- Directions:
Check every line of the material below for the string "Copy". State how many lines have it.

- Supplied records:
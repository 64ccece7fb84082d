//! Alternate Ebced totals and Shamsi/Qamari counts for Arabic text

use std::{collections::HashSet, fmt, str::FromStr};

use crate::{
    alphabet::{Alphabet, CalculationVariant},
    error::NumerologyError,
    tables, valuer,
};

/// Addend of the classic big total: the value of a prefixed definite article, elif (1) + lam (30).
pub const DEFINITE_ARTICLE_VALUE: i64 = 31;

/// Value of the largest Arabic numeral letter, ghayn.
pub const MAX_LETTER_VALUE: i64 = 1000;

/// How the big, smallest and biggest totals are derived.
///
/// There are two traditions for these totals and they disagree for almost every input, so the
/// choice is explicit.
#[derive(Debug, Clone, Copy, PartialEq, Eq, Hash, Default)]
pub enum VariationPolicy {
    /// Every total sums its own per-letter table over all occurrences:
    /// big uses spelled-name values, smallest uses values modulo 12 and biggest uses second-order
    /// name values (see [`tables::ArabicLetterInfo`]).
    #[default]
    LetterTables,
    /// Totals derived from the standard values only: big adds [`DEFINITE_ARTICLE_VALUE`],
    /// smallest counts each distinct letter once and biggest values every character at
    /// [`MAX_LETTER_VALUE`].
    Classic,
}

impl VariationPolicy {
    /// Name as used in configuration.
    pub const fn as_str(self) -> &'static str {
        match self {
            Self::LetterTables => "letter-tables",
            Self::Classic => "classic",
        }
    }
}

impl fmt::Display for VariationPolicy {
    fn fmt(&self, f: &mut fmt::Formatter<'_>) -> fmt::Result {
        f.write_str(self.as_str())
    }
}

impl FromStr for VariationPolicy {
    type Err = NumerologyError;

    fn from_str(s: &str) -> Result<Self, Self::Err> {
        match s.trim().to_lowercase().as_str() {
            "letter-tables" | "letter_tables" | "tables" => Ok(Self::LetterTables),
            "classic" => Ok(Self::Classic),
            _ => Err(NumerologyError::UnknownPolicy(s.to_string())),
        }
    }
}

/// The alternate totals and letter-class counts of an Arabic text.
#[derive(Debug, Clone, Copy, PartialEq, Eq, Default)]
#[cfg_attr(
    feature = "serde",
    derive(serde::Serialize, serde::Deserialize),
    serde(rename_all = "PascalCase")
)]
#[allow(
    clippy::struct_field_names,
    reason = "Names follow the traditional terms"
)]
pub struct EbcedVariations {
    /// Standard total, identical to a normal calculation.
    pub small_ebced: i64,
    /// Big total; spelled-name values or the standard total plus 31, per [`VariationPolicy`].
    pub big_ebced: i64,
    /// Smallest total; values modulo 12 or distinct letters counted once, per [`VariationPolicy`].
    pub smallest_ebced: i64,
    /// Biggest total; second-order name values or 1000 per character, per [`VariationPolicy`].
    pub biggest_ebced: i64,
    /// Occurrences of sun letters.
    pub shamsi_count: usize,
    /// Occurrences of moon letters.
    pub qamari_count: usize,
}

/// Sum `chars` in the Arabic table for `variant`.
fn arabic_total(chars: &[char], variant: CalculationVariant) -> i64 {
    valuer::total(
        chars.iter().copied(),
        tables::value_table(Alphabet::Arabic, variant),
    )
}

/// Compute the variations for an already normalized sequence of Arabic characters.
///
/// An empty sequence yields all-zero variations under either policy.
///
/// # Example
/// ```
/// use numerology::variations::{VariationPolicy, calculate_variations};
///
/// let chars: Vec<char> = "غغ".chars().collect();
/// let variations = calculate_variations(&chars, VariationPolicy::Classic);
/// assert_eq!(variations.small_ebced, 2000);
/// assert_eq!(variations.smallest_ebced, 1000);
/// assert_eq!(variations.qamari_count, 2);
/// ```
pub fn calculate_variations(chars: &[char], policy: VariationPolicy) -> EbcedVariations {
    if chars.is_empty() {
        return EbcedVariations::default();
    }

    let small_ebced = arabic_total(chars, CalculationVariant::Normal);

    let (big_ebced, smallest_ebced, biggest_ebced) = match policy {
        VariationPolicy::LetterTables => (
            arabic_total(chars, CalculationVariant::Big),
            arabic_total(chars, CalculationVariant::Smallest),
            arabic_total(chars, CalculationVariant::Biggest),
        ),
        VariationPolicy::Classic => {
            let distinct: HashSet<char> = chars.iter().copied().collect();
            let character_count = i64::try_from(chars.len()).unwrap_or(i64::MAX);
            (
                small_ebced.saturating_add(DEFINITE_ARTICLE_VALUE),
                valuer::total(
                    distinct,
                    tables::value_table(Alphabet::Arabic, CalculationVariant::Normal),
                ),
                character_count.saturating_mul(MAX_LETTER_VALUE),
            )
        }
    };

    let shamsi = tables::shamsi_letters();
    let qamari = tables::qamari_letters();

    EbcedVariations {
        small_ebced,
        big_ebced,
        smallest_ebced,
        biggest_ebced,
        shamsi_count: chars.iter().filter(|c| shamsi.contains(**c)).count(),
        qamari_count: chars.iter().filter(|c| qamari.contains(**c)).count(),
    }
}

- Completed task:
2